Digrammi dell'alfabeto
Un digramma è un gruppo di due lettere che rappresenta un suono solo. L'italiano ne ha cinque — ch, gh, gn, gl, sc — più i trigrammi gli e sci. Nessuno di essi è una lettera dell'alfabeto: si scrivono con segni già presenti fra le 21.
I cinque digrammi
| Digramma | Suono (AFI) | Esempio | Condizione |
|---|---|---|---|
| ch | /k/ | chiesa, perché | solo davanti a e, i |
| gh | /ɡ/ | ghiro, laghi | solo davanti a e, i |
| gn | /ɲ/ | bagno, gnomo | in ogni posizione |
| gl | /ʎ/ | figlio, egli | solo davanti a i |
| sc | /ʃ/ | scena, pesce | solo davanti a e, i |
Davanti ad a, o, u gli stessi gruppi non sono digrammi: casa, gatto, scala hanno due suoni distinti. Per estendere il suono unico ad a, o, u si aggiunge una i muta e nascono i trigrammi: gli (aglio, maglia), sci (sciarpa, sciopero), e allo stesso modo cia, cio, ciu (ciao, arancione) e gia, gio, giu (giallo, giorno).
La h che non si sente ma serve
La h italiana non ha mai suono proprio. Dentro ch e gh ha una funzione precisa: impedire che la c e la g diventino dolci davanti a e e i. Confronta amiche (dura) con amice, paghi (dura) con pagi. È l'unico caso in cui una lettera muta cambia la pronuncia di quella accanto, e spiega perché i plurali femminili in -ca e -ga prendono la h: amica → amiche, riga → righe.
Digramma non è gruppo consonantico
In pratica, blocco o strada ci sono consonanti consecutive che si pronunciano tutte: sono gruppi, non digrammi.

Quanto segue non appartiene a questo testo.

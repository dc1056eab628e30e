use async_trait::async_trait;
use uuid::Uuid;

use crate::database::manager::DatabaseError;
use crate::database::models::{
    Billboard, Category, CategoryDetail, Color, ProductDetail, ProductFilter, Size, Store,
};
use crate::validation::{
    BillboardInput, CategoryInput, ColorInput, ProductInput, SettingsInput, SizeInput, StoreInput,
};

/// Data access used by every route handler.
///
/// Item operations are scoped by store: an id that exists under another store
/// behaves exactly like an id that does not exist (`Ok(None)`). Referential
/// rules are the implementation's job and surface as
/// [`DatabaseError::ForeignKeyViolation`].
#[async_trait]
pub trait Catalog: Send + Sync + 'static {
    async fn health_check(&self) -> Result<(), DatabaseError>;

    // Stores
    async fn owned_store(&self, store_id: Uuid, user_id: &str) -> Result<Option<Store>, DatabaseError>;
    async fn list_stores(&self, user_id: &str) -> Result<Vec<Store>, DatabaseError>;
    async fn create_store(&self, user_id: &str, input: &StoreInput) -> Result<Store, DatabaseError>;
    async fn rename_store(
        &self,
        store_id: Uuid,
        user_id: &str,
        input: &SettingsInput,
    ) -> Result<Option<Store>, DatabaseError>;
    async fn delete_store(&self, store_id: Uuid, user_id: &str) -> Result<Option<Store>, DatabaseError>;

    // Billboards
    async fn list_billboards(&self, store_id: Uuid) -> Result<Vec<Billboard>, DatabaseError>;
    async fn find_billboard(&self, store_id: Uuid, id: Uuid) -> Result<Option<Billboard>, DatabaseError>;
    async fn create_billboard(&self, store_id: Uuid, input: &BillboardInput) -> Result<Billboard, DatabaseError>;
    async fn update_billboard(
        &self,
        store_id: Uuid,
        id: Uuid,
        input: &BillboardInput,
    ) -> Result<Option<Billboard>, DatabaseError>;
    async fn delete_billboard(&self, store_id: Uuid, id: Uuid) -> Result<Option<Billboard>, DatabaseError>;

    // Categories
    async fn list_categories(&self, store_id: Uuid) -> Result<Vec<CategoryDetail>, DatabaseError>;
    async fn find_category(&self, store_id: Uuid, id: Uuid) -> Result<Option<CategoryDetail>, DatabaseError>;
    async fn create_category(&self, store_id: Uuid, input: &CategoryInput) -> Result<Category, DatabaseError>;
    async fn update_category(
        &self,
        store_id: Uuid,
        id: Uuid,
        input: &CategoryInput,
    ) -> Result<Option<Category>, DatabaseError>;
    async fn delete_category(&self, store_id: Uuid, id: Uuid) -> Result<Option<Category>, DatabaseError>;

    // Colors
    async fn list_colors(&self, store_id: Uuid) -> Result<Vec<Color>, DatabaseError>;
    async fn find_color(&self, store_id: Uuid, id: Uuid) -> Result<Option<Color>, DatabaseError>;
    async fn create_color(&self, store_id: Uuid, input: &ColorInput) -> Result<Color, DatabaseError>;
    async fn update_color(&self, store_id: Uuid, id: Uuid, input: &ColorInput) -> Result<Option<Color>, DatabaseError>;
    async fn delete_color(&self, store_id: Uuid, id: Uuid) -> Result<Option<Color>, DatabaseError>;

    // Sizes
    async fn list_sizes(&self, store_id: Uuid) -> Result<Vec<Size>, DatabaseError>;
    async fn find_size(&self, store_id: Uuid, id: Uuid) -> Result<Option<Size>, DatabaseError>;
    async fn create_size(&self, store_id: Uuid, input: &SizeInput) -> Result<Size, DatabaseError>;
    async fn update_size(&self, store_id: Uuid, id: Uuid, input: &SizeInput) -> Result<Option<Size>, DatabaseError>;
    async fn delete_size(&self, store_id: Uuid, id: Uuid) -> Result<Option<Size>, DatabaseError>;

    // Products
    async fn list_products(&self, store_id: Uuid, filter: &ProductFilter) -> Result<Vec<ProductDetail>, DatabaseError>;
    async fn find_product(&self, store_id: Uuid, id: Uuid) -> Result<Option<ProductDetail>, DatabaseError>;
    async fn create_product(&self, store_id: Uuid, input: &ProductInput) -> Result<ProductDetail, DatabaseError>;
    /// Replaces the scalar fields and the whole image set atomically.
    async fn update_product(
        &self,
        store_id: Uuid,
        id: Uuid,
        input: &ProductInput,
    ) -> Result<Option<ProductDetail>, DatabaseError>;
    async fn delete_product(&self, store_id: Uuid, id: Uuid) -> Result<Option<ProductDetail>, DatabaseError>;
}
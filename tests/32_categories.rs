mod common;

use axum::http::StatusCode;
use common::{token_for, TestApp};
use serde_json::json;
use uuid::Uuid;

#[tokio::test]
async fn categories_embed_their_billboard() {
    let app = TestApp::new();
    let token = token_for("user_alice");
    let store = app.store(&token, "Main").await;
    let billboard = app.billboard(&token, &store, "Summer").await;
    let category = app.category(&token, &store, &billboard, "Shirts").await;

    let res = app.get(&format!("/api/{}/categories", store), None).await;
    res.assert_ok();
    assert_eq!(res.data()[0]["id"], category.as_str());
    assert_eq!(res.data()[0]["billboard"]["label"], "Summer");

    let res = app
        .get(&format!("/api/{}/categories/{}", store, category), None)
        .await;
    res.assert_ok();
    assert_eq!(res.data()["billboardId"], billboard.as_str());
    assert_eq!(res.data()["billboard"]["id"], billboard.as_str());
}

#[tokio::test]
async fn category_needs_an_existing_billboard() {
    let app = TestApp::new();
    let token = token_for("user_alice");
    let store = app.store(&token, "Main").await;

    let res = app
        .post(
            &format!("/api/{}/categories", store),
            Some(&token),
            json!({ "name": "Shirts", "billboardId": Uuid::new_v4() }),
        )
        .await;
    res.assert_error(StatusCode::UNPROCESSABLE_ENTITY);
    assert_eq!(res.body["error"], "Referenced records prevent this operation");

    let res = app.get(&format!("/api/{}/categories", store), None).await;
    assert_eq!(res.data(), &json!([]));
}

#[tokio::test]
async fn category_schema_is_enforced() {
    let app = TestApp::new();
    let token = token_for("user_alice");
    let store = app.store(&token, "Main").await;

    let res = app
        .post(
            &format!("/api/{}/categories", store),
            Some(&token),
            json!({ "name": "S", "billboardId": "" }),
        )
        .await;
    res.assert_error(StatusCode::BAD_REQUEST);
    assert_eq!(
        res.body["field_errors"]["name"],
        "String must contain at least 2 character(s)"
    );
    assert!(res.body["field_errors"]["billboardId"].is_string());
}

#[tokio::test]
async fn category_update_moves_it_to_another_billboard() {
    let app = TestApp::new();
    let token = token_for("user_alice");
    let store = app.store(&token, "Main").await;
    let summer = app.billboard(&token, &store, "Summer").await;
    let winter = app.billboard(&token, &store, "Winter").await;
    let category = app.category(&token, &store, &summer, "Shirts").await;
    let item = format!("/api/{}/categories/{}", store, category);

    let res = app
        .patch(&item, Some(&token), json!({ "name": "Coats", "billboardId": winter }))
        .await;
    res.assert_ok();
    assert_eq!(res.data()["name"], "Coats");
    assert_eq!(app.get(&item, None).await.data()["billboard"]["label"], "Winter");

    // Summer is free again
    app.delete(&format!("/api/{}/billboards/{}", store, summer), Some(&token))
        .await
        .assert_ok();

    let missing = format!("/api/{}/categories/{}", store, Uuid::new_v4());
    app.patch(&missing, Some(&token), json!({ "name": "Coats", "billboardId": winter }))
        .await
        .assert_error(StatusCode::NOT_FOUND);

    app.delete(&item, Some(&token)).await.assert_ok();
    app.get(&item, None).await.assert_error(StatusCode::NOT_FOUND);
}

Nella divisione in sillabe i digrammi non si separano mai — chie-sa, ba-gno, fi-glio, pe-sce — mentre le consonanti doppie si dividono sempre: gat-to, pal-la, rag-gio. È la regola che risolve la maggior parte degli esercizi scolastici di sillabazione.
Gli stessi gruppi in altre lingue
- Spagnolo: ch vale /tʃ/ e non /k/, ll corrisponde all'italiano gl, e la ñ fa da lettera unica dove l'italiano usa gn.
- Portoghese: nh e lh valgono esattamente come gn e gl; ch vale /ʃ/.
- Francese: ch /ʃ/, gn come in italiano, più il trigramma eau.
- Tedesco: ch, ei, ie e il trigramma sch /ʃ/.
- Inglese: ch, sh, th, ph, ng, con corrispondenze molto meno regolari.
Il quadro completo dei suoni italiani è in pronuncia delle lettere; l'elenco delle 26 forme in alfabeto completo.
- Quanti digrammi ha l'italiano?
- Cinque digrammi (ch, gh, gn, gl, sc) e due trigrammi principali (gli, sci), a cui si aggiungono i gruppi ci e gi con vocale.
- Gn e gl si dividono in sillabe?
- No, restano uniti: ba-gno, fo-glia. Si dividono solo nelle rare parole dotte in cui gl si legge /ɡl/, come ne-gli-gen-za.